What you are asked to do: All the data should be printed again exactly as written.

== Data to examine

#[tokio::test]
async fn test_student_validation() {
    let app = setup_app().await;

    let (status, body) = send(
        &app,
        json_request(
            "POST",
            "/api/students",
            json!({"name": "", "email": "x@y.z", "college": "NLU"}),
        ),
    )
    .await;
    assert_eq!(status, StatusCode::BAD_REQUEST);
    assert_eq!(body["error"]["message"], "name is required");

    let (status, _) = send(
        &app,
        json_request(
            "POST",
            "/api/students",
            json!({"name": "A", "email": "not-an-email", "college": "NLU"}),
        ),
    )
    .await;
    assert_eq!(status, StatusCode::BAD_REQUEST);

    // Same rule as the client form: any non-empty host label is fine
    let (status, body) = send(
        &app,
        json_request(
            "POST",
            "/api/students",
            json!({"name": "A", "email": "a@.example.org", "college": "NLU"}),
        ),
    )
    .await;
    assert_eq!(status, StatusCode::OK);
    assert_eq!(body["email"], "a@.example.org");
}

#[tokio::test]
async fn test_case_assignment_flow() {
    let app = setup_app().await;

    let (_, student) = send(
        &app,
        json_request(
            "POST",
            "/api/students",
            json!({"name": "Priya", "email": "priya@college.edu", "college": "MLS"}),
        ),
    )
    .await;
    let student_id = student["id"].as_str().unwrap().to_string();

    let (status, case) = send(
        &app,
        json_request(
            "POST",
            "/api/cases",
            json!({
                "title": "Unpaid wages",
                "description": "Employer withheld two months of salary",
                "category": "employment"
            }),
        ),
    )
    .await;
    assert_eq!(status, StatusCode::OK);
    assert_eq!(case["status"], "open");
    assert!(case["assigned_student_id"].is_null());
    let case_id = case["id"].as_str().unwrap().to_string();

    let (status, updated) = send(
        &app,
        json_request(
            "PATCH",
            &format!("/api/cases/{}", case_id),
            json!({"assigned_student_id": student_id}),
        ),
    )
    .await;
    assert_eq!(status, StatusCode::OK);
    assert_eq!(updated["status"], "assigned");
    assert_eq!(updated["assigned_student_id"], student_id.as_str());

    let (status, assigned) = send(
        &app,
        empty_request("GET", &format!("/api/students/{}/assigned-cases", student_id)),
    )
    .await;
    assert_eq!(status, StatusCode::OK);
    assert_eq!(assigned.as_array().unwrap().len(), 1);

    let (status, updated) = send(
        &app,
        json_request(
            "PUT",
            &format!("/api/cases/{}", case_id),
            json!({"status": "in_progress"}),
        ),
    )
    .await;
    assert_eq!(status, StatusCode::OK);
    assert_eq!(updated["status"], "in_progress");

    let (status, body) =
        send(&app, empty_request("DELETE", &format!("/api/cases/{}", case_id))).await;
    assert_eq!(status, StatusCode::OK);
    assert_eq!(body["message"], "Case deleted successfully");
}

#[tokio::test]
async fn test_case_update_errors() {
    let app = setup_app().await;

    let (_, case) = send(
        &app,
        json_request(
            "POST",
            "/api/cases",
            json!({"title": "T", "description": "D", "category": "general"}),
        ),
    )
    .await;
    let case_id = case["id"].as_str().unwrap().to_string();

    let (status, body) = send(
        &app,
        json_request("PATCH", &format!("/api/cases/{}", case_id), json!({})),
    )
    .await;
    assert_eq!(status, StatusCode::BAD_REQUEST);
    assert_eq!(body["error"]["message"], "No update data provided");

    let (status, _) = send(
        &app,
        json_request(
            "PATCH",
            &format!("/api/cases/{}", case_id),
            json!({"assigned_student_id": uuid::Uuid::new_v4()}),
        ),
    )
    .await;
    assert_eq!(status, StatusCode::BAD_REQUEST);

    let (status, _) = send(
        &app,
        json_request(
            "PATCH",
            &format!("/api/cases/{}", uuid::Uuid::new_v4()),
            json!({"status": "closed"}),
        ),
    )
    .await;
    assert_eq!(status, StatusCode::NOT_FOUND);
}

#[tokio::test]
async fn test_seed_replaces_data() {
    let app = setup_app().await;

    send(
        &app,
        json_request(
            "POST",
            "/api/cases",
            json!({"title": "Old", "description": "Old case", "category": "general"}),
        ),
    )
    .await;

    let (status, body) = send(&app, empty_request("POST", "/api/seed")).await;
    assert_eq!(status, StatusCode::CREATED);
    assert_eq!(body["students"], 2);
    assert_eq!(body["cases"], 2);

    let (_, students) = send(&app, empty_request("GET", "/api/students")).await;
    let (_, cases) = send(&app, empty_request("GET", "/api/cases")).await;
    assert_eq!(students.as_array().unwrap().len(), 2);
    assert_eq!(cases.as_array().unwrap().len(), 2);
    assert!(cases
        .as_array()
        .unwrap()
        .iter()
        .all(|c| c["title"] != "Old"));
}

====

Response to the task:
#[tokio::test]
async fn test_student_validation() {
    let app = setup_app().await;

    let (status, body) = send(
        &app,
        json_request(
            "POST",
            "/api/students",
            json!({"name": "", "email": "x@y.z", "college": "NLU"}),
        ),
    )
    .await;
    assert_eq!(status, StatusCode::BAD_REQUEST);
    assert_eq!(body["error"]["message"], "name is required");

    let (status, _) = send(
        &app,
        json_request(
            "POST",
            "/api/students",
            json!({"name": "A", "email": "not-an-email", "college": "NLU"}),
        ),
    )
    .await;
    assert_eq!(status, StatusCode::BAD_REQUEST);

    // Same rule as the client form: any non-empty host label is fine
    let (status, body) = send(
        &app,
        json_request(
            "POST",
            "/api/students",
            json!({"name": "A", "email": "a@.example.org", "college": "NLU"}),
        ),
    )
    .await;
    assert_eq!(status, StatusCode::OK);
    assert_eq!(body["email"], "a@.example.org");
}

#[tokio::test]
async fn test_case_assignment_flow() {
    let app = setup_app().await;

    let (_, student) = send(
        &app,
        json_request(
            "POST",
            "/api/students",
            json!({"name": "Priya", "email": "priya@college.edu", "college": "MLS"}),
        ),
    )
    .await;
    let student_id = student["id"].as_str().unwrap().to_string();

    let (status, case) = send(
        &app,
        json_request(
            "POST",
            "/api/cases",
            json!({
                "title": "Unpaid wages",
                "description": "Employer withheld two months of salary",
                "category": "employment"
            }),
        ),
    )
    .await;
    assert_eq!(status, StatusCode::OK);
    assert_eq!(case["status"], "open");
    assert!(case["assigned_student_id"].is_null());
    let case_id = case["id"].as_str().unwrap().to_string();

    let (status, updated) = send(
        &app,
        json_request(
            "PATCH",
            &format!("/api/cases/{}", case_id),
            json!({"assigned_student_id": student_id}),
        ),
    )
    .await;
    assert_eq!(status, StatusCode::OK);
    assert_eq!(updated["status"], "assigned");
    assert_eq!(updated["assigned_student_id"], student_id.as_str());

    let (status, assigned) = send(
        &app,
        empty_request("GET", &format!("/api/students/{}/assigned-cases", student_id)),
    )
    .await;
    assert_eq!(status, StatusCode::OK);
    assert_eq!(assigned.as_array().unwrap().len(), 1);

    let (status, updated) = send(
        &app,
        json_request(
            "PUT",
            &format!("/api/cases/{}", case_id),
            json!({"status": "in_progress"}),
        ),
    )
    .await;
    assert_eq!(status, StatusCode::OK);
    assert_eq!(updated["status"], "in_progress");

    let (status, body) =
        send(&app, empty_request("DELETE", &format!("/api/cases/{}", case_id))).await;
    assert_eq!(status, StatusCode::OK);
    assert_eq!(body["message"], "Case deleted successfully");
}

#[tokio::test]
async fn test_case_update_errors() {
    let app = setup_app().await;

    let (_, case) = send(
        &app,
        json_request(
            "POST",
            "/api/cases",
            json!({"title": "T", "description": "D", "category": "general"}),
        ),
    )
    .await;
    let case_id = case["id"].as_str().unwrap().to_string();

    let (status, body) = send(
        &app,
        json_request("PATCH", &format!("/api/cases/{}", case_id), json!({})),
    )
    .await;
    assert_eq!(status, StatusCode::BAD_REQUEST);
    assert_eq!(body["error"]["message"], "No update data provided");

    let (status, _) = send(
        &app,
        json_request(
            "PATCH",
            &format!("/api/cases/{}", case_id),
            json!({"assigned_student_id": uuid::Uuid::new_v4()}),
        ),
    )
    .await;
    assert_eq!(status, StatusCode::BAD_REQUEST);

    let (status, _) = send(
        &app,
        json_request(
            "PATCH",
            &format!("/api/cases/{}", uuid::Uuid::new_v4()),
            json!({"status": "closed"}),
        ),
    )
    .await;
    assert_eq!(status, StatusCode::NOT_FOUND);
}

#[tokio::test]
async fn test_seed_replaces_data() {
    let app = setup_app().await;

    send(
        &app,
        json_request(
            "POST",
            "/api/cases",
            json!({"title": "Old", "description": "Old case", "category": "general"}),
        ),
    )
    .await;

    let (status, body) = send(&app, empty_request("POST", "/api/seed")).await;
    assert_eq!(status, StatusCode::CREATED);
    assert_eq!(body["students"], 2);
    assert_eq!(body["cases"], 2);

    let (_, students) = send(&app, empty_request("GET", "/api/students")).await;
    let (_, cases) = send(&app, empty_request("GET", "/api/cases")).await;
    assert_eq!(students.as_array().unwrap().len(), 2);
    assert_eq!(cases.as_array().unwrap().len(), 2);
    assert!(cases
        .as_array()
        .unwrap()
        .iter()
        .all(|c| c["title"] != "Old"));
}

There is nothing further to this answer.